7.4. We have the Right to charge Interest for delayed payments at 2% above the bank rate set by the European Central Bank (ECB). The Right to claim for further damages is also reserved.
7.5. We reserve the Right to stop further deliveries to the ordering party whose payments are in arrears, even when a delivery contract has been signed.
7.6. We have the Right to assign our demands to an appointed third party.
8. Offset and withholding Rights. Assignment, Partial Service
8.1. The ordering party only has the Right to offset undisputed or legally established claims. The ordering party may only exercise withholding Rights for undisputed or legally established claims arising from the same legal relationship.
8.2. Claims against us may not be assigned to third parties.
Partial delivery and partial service and appropriate charges are admissible providing they are not unacceptable to the ordering party.
9. Delivery, Passing of Risk
9.1. All deliveries are carried from the house. We assume no responsibility for the cheapest shipping method.
9.2. We adhere to our delivery deadlines to a reasonable extent, although such deadlines in dealings with traders are noncommittal; they are only binding with traders if they are confirmed by us as being explicitly binding; in these cases, the delivery deadline shall be considered met if the goods are sent in good time.
10. Service Impediments, Default of Acceptance
10.1. Events not caused by us can lead to a delay, and extension of delivery time. This applies particularly to Acts of Violence, War, Acts of Terror, Natural Catastrophes, Transport or Operational disturbances, hampered import, an energy and raw material deficit, a lack of energy and resources, governmental/official action and workers strikes. We have the Right to withdraw from a contract when the impediment of service is stretched over an unknown period of time and the contract purpose is endangered. If such an impediment lasts longer than two months, the customer can withdraw from the part of the contract not fulfilled, providing a right of withdrawal is not excluded from the contract as a whole. In business dealings with Traders, additional claims as a result of our delay may not be made. Withdrawal from the contract or waiving of delivery is also not permitted. Statutory legal regulations apply otherwise.
10.2. Our compliance with our delivery obligations is conditional upon the ordering party fulfilling their obligations timely and correctly.
10.3. Should the ordering party not accept Goods on the due date, then we have the Right, subject to all other Rights, to set an appropriate extension of time. Within the realms of a claim for compensation, we are entitled to request 10% of the agreed price without tax, providing it cannot be established afterwards that the actual damages are substantially less. If damages are actually higher, we reserve the Right to claim such higher damages.
11. Endangered Claims
11.1. Should after closure of the Contract our claim to reciprocated service be endangered due to a performance deficit on the part of the ordering party, then the ordering party is obliged to provide advance payment where our contractual obligation consists of work, service or delivery in the form of Goods that are otherwise no longer marketable.
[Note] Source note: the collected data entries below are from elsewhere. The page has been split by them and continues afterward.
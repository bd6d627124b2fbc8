//! Child output relay.
//!
//! Each of the child's output streams feeds a supervisor-owned pipe. The
//! read end is non-blocking; [`LineBuffer`] accumulates whatever a single
//! read returns and [`LogPipe`] turns complete lines into log records, info
//! for stdout and notice for stderr.

use std::fs::File;
use std::io;
use std::os::fd::{AsRawFd, OwnedFd};

use nix::fcntl::{fcntl, FcntlArg, OFlag};
use tokio::io::unix::AsyncFd;
use tokio::io::Interest;
use tracing::{error, info, warn};

const CAPACITY: usize = 1024;

/// Fixed-size accumulator for one output stream.
///
/// Holds at most `CAPACITY - 1` bytes of unflushed data. After every flush
/// the buffer contains only the bytes following the last emitted newline.
pub(crate) struct LineBuffer {
    data: [u8; CAPACITY],
    len: usize,
}

impl LineBuffer {
    pub(crate) fn new() -> Self {
        Self {
            data: [0; CAPACITY],
            len: 0,
        }
    }

    /// Reads once into the tail and returns the number of bytes added. A
    /// would-block read surfaces as `ErrorKind::WouldBlock`; on any error
    /// the buffer is left unchanged.
    pub(crate) fn fill(&mut self, mut source: impl io::Read) -> io::Result<usize> {
        let spare = &mut self.data[self.len..CAPACITY - 1];
        if spare.is_empty() {
            return Ok(0);
        }
        let n = source.read(spare)?;
        self.len += n;
        Ok(n)
    }

    /// Emits every newline-terminated prefix as one record, dropping the
    /// newline, and compacts the remainder to the front. A full buffer with
    /// no newline is emitted whole so a pathological line cannot wedge the
    /// relay.
    pub(crate) fn flush(&mut self, mut emit: impl FnMut(&str)) {
        let mut start = 0;
        while let Some(nl) = self.data[start..self.len].iter().position(|&b| b == b'\n') {
            emit(&String::from_utf8_lossy(&self.data[start..start + nl]));
            start += nl + 1;
        }
        if start > 0 {
            self.data.copy_within(start..self.len, 0);
            self.len -= start;
        } else if self.len == CAPACITY - 1 {
            emit(&String::from_utf8_lossy(&self.data[..self.len]));
            self.len = 0;
        }
    }

    /// Exit-path flush: like [`LineBuffer::flush`], then emits any
    /// unterminated tail as a final record.
    pub(crate) fn flush_all(&mut self, mut emit: impl FnMut(&str)) {
        self.flush(&mut emit);
        if self.len > 0 {
            emit(&String::from_utf8_lossy(&self.data[..self.len]));
            self.len = 0;
        }
    }
}

/// Which child stream a pipe carries; decides the record priority.
#[derive(Clone, Copy, Debug)]
pub(crate) enum Channel {
    Stdout,
    Stderr,
}

impl Channel {
    fn emit(self, line: &str) {
        match self {
            Channel::Stdout => info!("{line}"),
            Channel::Stderr => warn!("{line}"),
        }
    }
}

/// The supervisor's read end of one child output pipe.
pub(crate) struct LogPipe {
    fd: AsyncFd<File>,
    buf: LineBuffer,
    channel: Channel,
}

impl LogPipe {
    /// Takes ownership of the pipe read end and makes it non-blocking. The
    /// matching write end stays blocking for the child.
    pub(crate) fn new(read_end: OwnedFd, channel: Channel) -> io::Result<Self> {
        fcntl(read_end.as_raw_fd(), FcntlArg::F_SETFL(OFlag::O_NONBLOCK))?;
        let fd = AsyncFd::with_interest(File::from(read_end), Interest::READABLE)?;
        Ok(Self {
            fd,
            buf: LineBuffer::new(),
            channel,
        })
    }

    /// Waits until the pipe has data, then fills and flushes once. Read
    /// errors other than would-block produce one error record each and the
    /// loop carries on.
    pub(crate) async fn pour(&mut self) {
        let Self { fd, buf, channel } = self;
        let mut guard = match fd.readable().await {
            Ok(guard) => guard,
            Err(e) => {
                error!("poll: {e}");
                return;
            }
        };
        match guard.try_io(|inner| buf.fill(inner.get_ref())) {
            Ok(Ok(_)) => buf.flush(|line| channel.emit(line)),
            Ok(Err(e)) => error!("read: {e}"),
            Err(_would_block) => {}
        }
    }

    /// Final drain at loop exit: one non-blocking fill, then a flush that
    /// also emits an unterminated last line.
    pub(crate) fn drain(&mut self) {
        let Self { fd, buf, channel } = self;
        match buf.fill(fd.get_ref()) {
            Ok(_) => {}
            Err(e) if e.kind() == io::ErrorKind::WouldBlock => {}
            Err(e) => error!("read: {e}"),
        }
        buf.flush_all(|line| channel.emit(line));
    }
}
11.2. If payment by installments is agreed upon, then the entire amount is due should the ordering party fall behind in part or full with two consecutive installments. Deferral Agreements become invalid if an ordering party falls in to arrears or the conditions contained in § 321 BGB come into force.
12. Title Retention
12.1. We retain the Title to the Goods we deliver until full payment is received.
12.2. In the event of seizure or other third-party interference, the ordering party must inform us in writing without delay, so that we may submit a claim in line with §771 ZPO. Should the third party not be in a position to reimburse our court and out-of-court costs in line with a claim under §771 ZPO, then the ordering party is liable for the shortfall incurred by us.
13. Limit of Liability: Claim for Damages, Compensation for Expenses
13.1. Limit of liability as a result of: claim for damages or compensation for expenses due to unfulfilled obligations, or when the service provided by us is not provided, or not provided as described, due to delay or deficit, then the ordering party is only entitled to
13.1.1. Damages arising out of death, injury to body or health as a result of due to a neglect of duty on our part or a deliberate or negligent breach of duty by our legal representative or Servant,
13.1.2. other Damages, due to a gross neglect of duty on our part or gross neglect of duty by our legal representative, executive Staff or servant or negligent breach of contractual obligation (Cardinal Obligation) on our part or negligent breach of duty by our legal representative, executive Staff or Servant and
13.2. Limit of liability in amount: for our liability for simple negligence and gross negligence in relation to our Servant, not being a legal representative or executive Staff, and not excluded in line with Paragraph a, we are only liable for the typical damages expected after contract closure and compensation for expenses only to the amount that would have been received under the Contract. For data loss or damage, we are only liable for the costs of recovering available security copies.
13.3. Liability for pre-contractual obligations and business contacts: the preceding paragraphs also apply to claims for damages from the ordering party for obligations arising from contract negotiations, initiation of a contract or similar business contacts. Should a contract arise between us and the ordering party, claims for damages from the ordering party are waived when they would not have been included in an existing contract in accordance with the above preceding Conditions.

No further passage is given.